One year later, now taking heart medication for stress, Jameson orders Parker and new hire Eddie Brock to obtain a photograph of Spider-Man proving his true criminal nature in exchange for earning a secure staff job in place of their usual freelance work, which Brock seemingly obtains. After Parker exposes Brock as having doctored his photo from one of Parker's own, Jameson immediately fires him and has the newspaper print their first retraction in 20 years. During a subsequent fight between the symbiote Venom and the Sandman against Spider-Man and the New Goblin, Jameson, unable to locate Parker, reluctantly buys a camera from a little girl in the surrounding crowd for $100. After Jameson attempts to take a photograph of the battle, he finds that the camera contains no film, which the smiling little girl says will cost "extra", infuriating Jameson.

== In other media ==

=== Television ===
Keith Carradine voiced the character in Spider-Man: The New Animated Series (2003), an alternate sequel to Raimi's original film that is considerably more dark and gritty than previous Spider-Man adaptations.

=== Film ===
- An alternate Jameson appears in the Marvel Cinematic Universe, depicted as the bald executive reporter of the sensationalist news website TheDailyBugle.net, intent on similarly defaming Spider-Man after his civilian persona is exposed through the use of doctored footage provided by an associate of the supervillain Mysterio.
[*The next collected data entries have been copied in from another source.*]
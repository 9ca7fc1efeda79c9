pub mod display_names;
pub mod s3;
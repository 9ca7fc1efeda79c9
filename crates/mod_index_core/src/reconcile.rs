//! Merges the global identifier list with every tenant partition's list.
//!
//! The global partition is authoritative: an identifier that has been promoted
//! there is never collected again from a tenant list. Identifiers only known
//! to tenants keep the tenant they were first seen in as a source hint.

use std::collections::{BTreeMap, BTreeSet};
use std::ops::ControlFlow;

use crate::keys::{normalize_identifier, tenant_from_list_key, GLOBAL_LIST_KEY, TENANT_PREFIX};
use crate::pagination::walk_pages;
use crate::record::decode_identifier_list;
use crate::store::{KvStore, StoreError};

pub const PARTITION_PAGE_SIZE: usize = 1000;

#[derive(Debug, Clone, PartialEq, Eq)]
pub struct TenantEntry {
    /// Identifier exactly as the tenant list spelled it.
    pub original_id: String,
    pub source_hint: String,
}

#[derive(Debug, Clone, Copy, PartialEq, Eq)]
pub struct Candidate<'a> {
    pub id: &'a str,
    pub source_hint: Option<&'a str>,
}

#[derive(Debug, Clone, Default, PartialEq, Eq)]
pub struct Reconciliation {
    /// Normalized identifiers from the global list.
    pub global: BTreeSet<String>,
    /// Tenant-only identifiers keyed by normalized id.
    pub tenant_only: BTreeMap<String, TenantEntry>,
    pub tenants_scanned: usize,
    pub tenant_lists_skipped: usize,
    pub pages: usize,
}

impl Reconciliation {
    pub fn len(&self) -> usize {
        self.global.len() + self.tenant_only.len()
    }

    pub fn is_empty(&self) -> bool {
        self.len() == 0
    }

    /// Global identifiers first, then tenant-only identifiers with their hints.
    pub fn candidates(&self) -> impl Iterator<Item = Candidate<'_>> {
        let global = self.global.iter().map(|id| Candidate {
            id: id.as_str(),
            source_hint: None,
        });
        let tenant = self.tenant_only.values().map(|entry| Candidate {
            id: entry.original_id.as_str(),
            source_hint: Some(entry.source_hint.as_str()),
        });
        global.chain(tenant)
    }

    pub fn source_hint(&self, normalized_id: &str) -> Option<&str> {
        self.tenant_only
            .get(normalized_id)
            .map(|entry| entry.source_hint.as_str())
    }
}

/// Reads the single global list document. Missing or malformed lists yield an
/// empty set; only store failures are returned as errors.
pub fn read_global_identifiers<K>(kv: &K) -> Result<BTreeSet<String>, StoreError>
where
    K: KvStore + ?Sized,
{
    let Some(bytes) = kv.get(GLOBAL_LIST_KEY)? else {
        tracing::debug!(key = GLOBAL_LIST_KEY, "global list missing; treating as empty");
        return Ok(BTreeSet::new());
    };

    match decode_identifier_list(&bytes) {
        Ok(ids) => Ok(ids
            .iter()
            .map(|id| normalize_identifier(id))
            .filter(|id| !id.is_empty())
            .collect()),
        Err(error) => {
            tracing::warn!(key = GLOBAL_LIST_KEY, %error, "skipping malformed global list");
            Ok(BTreeSet::new())
        }
    }
}

pub fn reconcile_partitions<K>(kv: &K) -> Result<Reconciliation, StoreError>
where
    K: KvStore + ?Sized,
{
    let mut reconciliation = Reconciliation {
        global: read_global_identifiers(kv)?,
        ..Reconciliation::default()
    };

    let stats = walk_pages(
        |cursor| kv.list(TENANT_PREFIX, cursor, PARTITION_PAGE_SIZE),
        |keys| {
            for key in keys {
                let Some(tenant_id) = tenant_from_list_key(&key) else {
                    continue;
                };
                merge_tenant_list(kv, &key, tenant_id, &mut reconciliation)?;
            }
            Ok(ControlFlow::Continue(()))
        },
    )?;
    reconciliation.pages = stats.pages;

    tracing::info!(
        component = "reconciler",
        global = reconciliation.global.len(),
        tenant_only = reconciliation.tenant_only.len(),
        tenants_scanned = reconciliation.tenants_scanned,
        tenant_lists_skipped = reconciliation.tenant_lists_skipped,
        pages = reconciliation.pages,
        "partitions reconciled"
    );
    Ok(reconciliation)
}

fn merge_tenant_list<K>(
    kv: &K,
    key: &str,
    tenant_id: &str,
    reconciliation: &mut Reconciliation,
) -> Result<(), StoreError>
where
    K: KvStore + ?Sized,
{
    reconciliation.tenants_scanned += 1;

    // Listed keys can vanish before the read on an eventually consistent store.
    let Some(bytes) = kv.get(key)? else {
        tracing::debug!(key, tenant_id, "tenant list disappeared after listing");
        return Ok(());
    };

    let ids = match decode_identifier_list(&bytes) {
        Ok(ids) => ids,
        Err(error) => {
            reconciliation.tenant_lists_skipped += 1;
            tracing::warn!(key, tenant_id, %error, "skipping malformed tenant list");
            return Ok(());
        }
    };

    for original_id in ids {
        let normalized = normalize_identifier(&original_id);
        if normalized.is_empty() || reconciliation.global.contains(&normalized) {
            continue;
        }
        reconciliation
            .tenant_only
            .entry(normalized)
            .or_insert_with(|| TenantEntry {
                original_id,
                source_hint: tenant_id.to_string(),
            });
    }
    Ok(())
}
He eventually hires Betty Brant, one of Parker's classmates from the Midtown School of Science and Technology, as an unpaid intern to aid his ongoing efforts to expose the vigilante along with Ned Leeds and MJ who were involved.He is later contacted by Parker himself in an attempt to lure several displaced villains from the multiverse to the Statue of Liberty to cure and return them to their respective realities, before completely losing memory of Parker alongside the rest of the world as a result of a magic spell cast by Doctor Strange. He appears in the Marvel Cinematic Universe films Spider-Man: Far From Home (2019) and Spider-Man: No Way Home (2021).
- In the mid-credits scene of the Sony's Spider-Man Universe (SSU) film Venom: Let There Be Carnage (2021), Eddie Brock and Venom are teleported from their universe into the MCU as a result of Dr. Stephen Strange's first spell in No Way Home. In the scene, Brock and Venom watch a broadcast of Jameson (Simmons reprising his role) that focuses on Spider-Man's identity.
- Simmons filmed a cameo role as J. Jonah Jameson for the SSU film Morbius (2022), which was cut from the film following its delay to after the release of Spider-Man: No Way Home (2021).
- Simmons lends his voice to multiple versions of J. Jonah Jameson in the Sony Pictures Animation film Spider-Man: Across the Spider-Verse (2023), portraying Jameson as he appears on Earth-1610 (home of Miles Morales), Earth-65 (home of Gwen Stacy / Spider-Woman), and Earth-42 (a reality where Spider-Man doesn't exist and Miles instead became the Prowler), all designed after the bald MCU version of the character. Archive audio of Simmons from Spider-Man (2002) is also used to represent the Jameson of Earth-13122 (home of Lego Spider-Man). Simmons will reprise the role again in Spider-Man: Beyond the Spider-Verse (2027).

=== Video games ===
- Jay Gordon voices the character in the first two Raimi films' video game adaptations, Spider-Man (2002, Xbox) and Spider-Man 2 (2004). Simmons reprises the role in the PSP version of Spider-Man 2.
- Simmons fully reprises his role from the films in the video game adaptation of Spider-Man 3 (2007), replacing Gordon.
- Spider-Man pinball, a game based on the Raimi trilogy, features new audio lines of Simmons as Jameson.